There have been "very high resolution displays" at the front edge of PC tech
for decades, and the Internet has scaled slowly but surely to meet our current
middle ground (probably approaching 1080p on desktops and something slightly
lower on laptops this year). Most of the people here have been using "very
high resolution displays" during most of the development of the web, designers
in particular. PCs will, of course, reach the resolution of Apple's Retina
Display; they'll have to in order to stay competitive. But, it'll happen
gradually. Most people don't choose computers based on display resolution. I
bought a new laptop a couple months ago, and went to Fry's (after buying
online failed three times, and needing to get something quickly)...I bought
the _only_ 15" laptop they had with a 1080p display. Literally, it was the
display model and they didn't have any others in stock. Consumers buy cheap or
buy a brand name. But, educated consumers will keep pushing things forward,
slowly but surely.

So, yes, in three years, we'll mostly all be looking at "Retina Displays", but
we'll just call them "displays". And we will have evolved the web slowly in
that direction, just like we've been doing for decades.

Proof:

[http://web.archive.org/web/19970404064352/http://www.apple.c...](http://web.archive.org/web/19970404064352/http://www.apple.com/)

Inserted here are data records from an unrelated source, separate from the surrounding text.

//! Hypothesis testing.
//!
//! Proportion z-tests, one/two-sample t-tests, chi-squared goodness-of-fit
//! and independence tests, and one-way ANOVA. Every test computes its
//! statistic, takes the p-value from the exact sampling distribution in
//! [`special`](crate::special), compares it with the significance level and
//! returns an immutable [`TestResult`].
//!
//! # Examples
//!
//! ```
//! use u_inference::data::Sample;
//! use u_inference::testing::{one_sample_t_test, TestConfig};
//!
//! let data = Sample::new(vec![5.1, 4.9, 5.2, 5.0, 4.8, 5.3, 5.1, 4.9]).unwrap();
//! let result = one_sample_t_test(&data, 5.0, &TestConfig::default()).unwrap();
//! assert!(result.p_value > 0.05); // cannot reject H₀: μ = 5.0
//! assert!(!result.reject_null);
//! ```

mod anova;
mod chi_squared;
mod proportion;

pub use anova::{one_way_anova, AnovaTable};
pub use chi_squared::{chi_squared_goodness_of_fit, chi_squared_independence};
pub use proportion::{one_proportion_z_test, two_proportion_z_test};
pub use t_test::{one_sample_t_test, paired_t_test, two_sample_t_test, Variances};

use std::fmt;
use std::str::FromStr;

use crate::error::{InferenceError, Result};

// ---------------------------------------------------------------------------
// Options
// ---------------------------------------------------------------------------

/// Alternative hypothesis for tests with a signed statistic.
#[derive(Debug, Clone, Copy, PartialEq, Eq, Default)]
#[cfg_attr(feature = "serde", derive(serde::Serialize, serde::Deserialize))]
#[cfg_attr(feature = "serde", serde(rename_all = "kebab-case"))]
pub enum Alternative {
    /// H₁: parameter ≠ hypothesized value.
    #[default]
    TwoSided,
    /// H₁: parameter > hypothesized value.
    Greater,
    /// H₁: parameter < hypothesized value.
    Less,
}

impl Alternative {
    /// Wire name (`"two-sided"`, `"greater"`, `"less"`).
    pub fn as_str(&self) -> &'static str {
        match self {
            Alternative::TwoSided => "two-sided",
            Alternative::Greater => "greater",
            Alternative::Less => "less",
        }
    }
}

impl fmt::Display for Alternative {
    fn fmt(&self, f: &mut fmt::Formatter<'_>) -> fmt::Result {
        f.write_str(self.as_str())
    }
}

impl FromStr for Alternative {
    type Err = InferenceError;

    fn from_str(s: &str) -> Result<Self> {
        match s {
            "two-sided" => Ok(Alternative::TwoSided),
            "greater" => Ok(Alternative::Greater),
            "less" => Ok(Alternative::Less),
            other => Err(InferenceError::config(format!(
                "alternative hypothesis must be one of: two-sided, greater, less (got {other:?})"
            ))),
        }
    }
}

/// Options shared by the z- and t-tests.
///
/// Defaults to a two-sided test at the 5% level.
#[derive(Debug, Clone, Copy, PartialEq)]
#[cfg_attr(feature = "serde", derive(serde::Serialize, serde::Deserialize))]
#[cfg_attr(feature = "serde", serde(default, rename_all = "camelCase"))]
pub struct TestConfig {
    /// Alternative hypothesis.
    pub alternative: Alternative,
    /// Significance level α, strictly inside (0, 1).
    pub significance: f64,
}

impl Default for TestConfig {
    fn default() -> Self {
        Self {
            alternative: Alternative::TwoSided,
            significance: 0.05,
        }
    }
}

impl TestConfig {
    /// Creates a validated configuration.
    pub fn new(alternative: Alternative, significance: f64) -> Result<Self> {
        let config = Self {
            alternative,
            significance,
        };
        config.validate()?;
        Ok(config)
    }

    /// Checks the significance level.
    pub fn validate(&self) -> Result<()> {
        check_significance(self.significance)
    }
}

pub(crate) fn check_significance(alpha: f64) -> Result<()> {
    if alpha.is_finite() && alpha > 0.0 && alpha < 1.0 {
        Ok(())
    } else {
        Err(InferenceError::config(format!(
            "significance level must lie strictly between 0 and 1, got {alpha}"
        )))
    }
}

// ---------------------------------------------------------------------------
// Results
// ---------------------------------------------------------------------------

/// Which test produced a [`TestResult`].
#[derive(Debug, Clone, Copy, PartialEq, Eq)]
#[cfg_attr(feature = "serde", derive(serde::Serialize, serde::Deserialize))]
#[cfg_attr(feature = "serde", serde(rename_all = "camelCase"))]
pub enum TestKind {
    OneProportionZ,
    TwoProportionZ,
    OneSampleT,
    PairedT,
    TwoSampleT,
    WelchT,
    ChiSquaredGoodnessOfFit,
    ChiSquaredIndependence,
    OneWayAnova,
}

impl TestKind {
    /// Human-readable test name.
    pub fn name(&self) -> &'static str {
        match self {
            TestKind::OneProportionZ => "One-Proportion Z-Test",
            TestKind::TwoProportionZ => "Two-Proportion Z-Test",
            TestKind::OneSampleT => "One-Sample T-Test",
            TestKind::PairedT => "Paired T-Test",
            TestKind::TwoSampleT => "Two-Sample T-Test (Equal Variances)",
            TestKind::WelchT => "Welch's T-Test (Unequal Variances)",
            TestKind::ChiSquaredGoodnessOfFit => "Chi-Squared Goodness of Fit Test",
            TestKind::ChiSquaredIndependence => "Chi-Squared Test for Independence",
            TestKind::OneWayAnova => "One-Way ANOVA",
        }
    }
}

impl fmt::Display for TestKind {
    fn fmt(&self, f: &mut fmt::Formatter<'_>) -> fmt::Result {
        f.write_str(self.name())
    }
}

/// Degrees of freedom of the reference distribution.
#[derive(Debug, Clone, Copy, PartialEq)]
#[cfg_attr(feature = "serde", derive(serde::Serialize, serde::Deserialize))]
#[cfg_attr(feature = "serde", serde(untagged))]
pub enum DegreesOfFreedom {
    /// Integer df (t, chi-squared).
    Whole(usize),
    /// Real-valued df (Welch–Satterthwaite).
    Fractional(f64),
    /// Numerator and denominator df (F).
    Pair { numerator: usize, denominator: usize },
}

impl DegreesOfFreedom {
    /// The df as a real number, for single-parameter distributions.
    ///
    /// `None` for [`DegreesOfFreedom::Pair`].
    pub fn as_f64(&self) -> Option<f64> {
        match *self {
            DegreesOfFreedom::Whole(v) => Some(v as f64),
            DegreesOfFreedom::Fractional(v) => Some(v),
            DegreesOfFreedom::Pair { .. } => None,
        }
    }
}

/// Test-specific quantities reported alongside the verdict.
#[derive(Debug, Clone, PartialEq)]
#[cfg_attr(feature = "serde", derive(serde::Serialize, serde::Deserialize))]
#[cfg_attr(
    feature = "serde",
    serde(tag = "type", rename_all = "camelCase", rename_all_fields = "camelCase")
)]
pub enum TestDetails {
    OneProportion {
        successes: u64,
        sample_size: u64,
        sample_proportion: f64,
        hypothesized_proportion: f64,
    },
    TwoProportion {
        proportion1: f64,
        proportion2: f64,
        pooled_proportion: f64,
        sample_size1: u64,
        sample_size2: u64,
    },
    /// One-sample and paired t-tests (paired reports the differences).
    OneSample {
        sample_mean: f64,
        hypothesized_mean: f64,
        sample_std: f64,
        sample_size: usize,
    },
    TwoSample {
        mean1: f64,
        mean2: f64,
        std1: f64,
        std2: f64,
        sample_size1: usize,
        sample_size2: usize,
        /// Pooled standard deviation; `None` for Welch.
        pooled_std: Option<f64>,
    },
    GoodnessOfFit {
        observed: Vec<f64>,
        expected: Vec<f64>,
    },
    Independence {
        observed: Vec<Vec<u64>>,
        expected: Vec<Vec<f64>>,
    },
    Anova(AnovaTable),
}

/// Outcome of a hypothesis test. Created once; never mutated.
#[derive(Debug, Clone, PartialEq)]
#[cfg_attr(feature = "serde", derive(serde::Serialize, serde::Deserialize))]
#[cfg_attr(feature = "serde", serde(rename_all = "camelCase"))]
pub struct TestResult {
    /// Test that produced this result.
    pub kind: TestKind,
    /// Test statistic (z, t, χ² or F).
    pub statistic: f64,
    /// Degrees of freedom; `None` for z-tests.
    pub degrees_of_freedom: Option<DegreesOfFreedom>,
    /// p-value in [0, 1].
    pub p_value: f64,
    /// Significance level α used for the decision.
    pub significance: f64,
    /// Alternative hypothesis; `None` for upper-tail-only tests (χ², F).
    pub alternative: Option<Alternative>,
    /// Rejection threshold for the statistic at level α. For two-sided
    /// tests this is the positive bound.
    pub critical_value: f64,
    /// `p_value < significance`.
    pub reject_null: bool,
    /// Plain-language verdict.
    pub conclusion: String,
    /// Test-specific quantities.
    pub details: TestDetails,
}

// ---------------------------------------------------------------------------
// Shared machinery
// ---------------------------------------------------------------------------

/// p-value for a statistic with a symmetric reference distribution whose
/// survival function is `sf`.
pub(crate) fn symmetric_p_value(
    statistic: f64,
    alternative: Alternative,
    sf: impl Fn(f64) -> Result<f64>,
) -> Result<f64> {
    let p = match alternative {
        Alternative::TwoSided => 2.0 * sf(statistic.abs())?,
        Alternative::Greater => sf(statistic)?,
        Alternative::Less => sf(-statistic)?,
    };
    Ok(p.clamp(0.0, 1.0))
}

/// Critical value at level `alpha` for a symmetric distribution with
/// quantile function `quantile`.
pub(crate) fn symmetric_critical_value(
    alpha: f64,
    alternative: Alternative,
    quantile: impl Fn(f64) -> Result<f64>,
) -> Result<f64> {
    match alternative {
        Alternative::TwoSided => quantile(1.0 - alpha / 2.0),
        Alternative::Greater => quantile(1.0 - alpha),
        Alternative::Less => quantile(alpha),
    }
}

/// Verb phrase for a one-parameter claim under `alternative`.
pub(crate) fn direction(alternative: Alternative) -> &'static str {
    match alternative {
        Alternative::TwoSided => "differs from",
        Alternative::Greater => "is greater than",
        Alternative::Less => "is less than",
    }
}

/// "Reject …/Fail to reject … There is (in)sufficient evidence {claim}."
pub(crate) fn evidence_conclusion(reject: bool, claim: &str) -> String {
    if reject {
        format!("Reject the null hypothesis. There is sufficient evidence {claim}.")
    } else {
        format!("Fail to reject the null hypothesis. There is insufficient evidence {claim}.")
    }
}

pub(crate) struct Verdict {
    pub kind: TestKind,
    pub statistic: f64,
    pub degrees_of_freedom: Option<DegreesOfFreedom>,
    pub p_value: f64,
    pub significance: f64,
    pub alternative: Option<Alternative>,
    pub critical_value: f64,
    pub details: TestDetails,
}

impl Verdict {
    /// Applies the decision rule and attaches the conclusion text.
    pub(crate) fn conclude(self, conclusion: impl FnOnce(bool) -> String) -> TestResult {
        let reject_null = self.p_value < self.significance;
        log::trace!(
            "{}: statistic = {:.6}, p = {:.6}, reject = {reject_null}",
            self.kind,
            self.statistic,
            self.p_value
        );
        TestResult {
            kind: self.kind,
            statistic: self.statistic,
            degrees_of_freedom: self.degrees_of_freedom,
            p_value: self.p_value,
            significance: self.significance,
            alternative: self.alternative,
            critical_value: self.critical_value,
            reject_null,
            conclusion: conclusion(reject_null),
            details: self.details,
        }
    }
}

Note that on a modern display, these graphics are tiny, and the site itself
only takes up about a 5th of the page (if that much). We've "gone Retina"
maybe three or four times since 1997, we just didn't have Apple telling us
that doubling display resolution was an epochal shift in computing technology
and a legion of fans to carry forth the message.

Final point: The shift from CRT to LCD was much more dramatic than this shift,
and we all made it through. Scaremongering is pointless.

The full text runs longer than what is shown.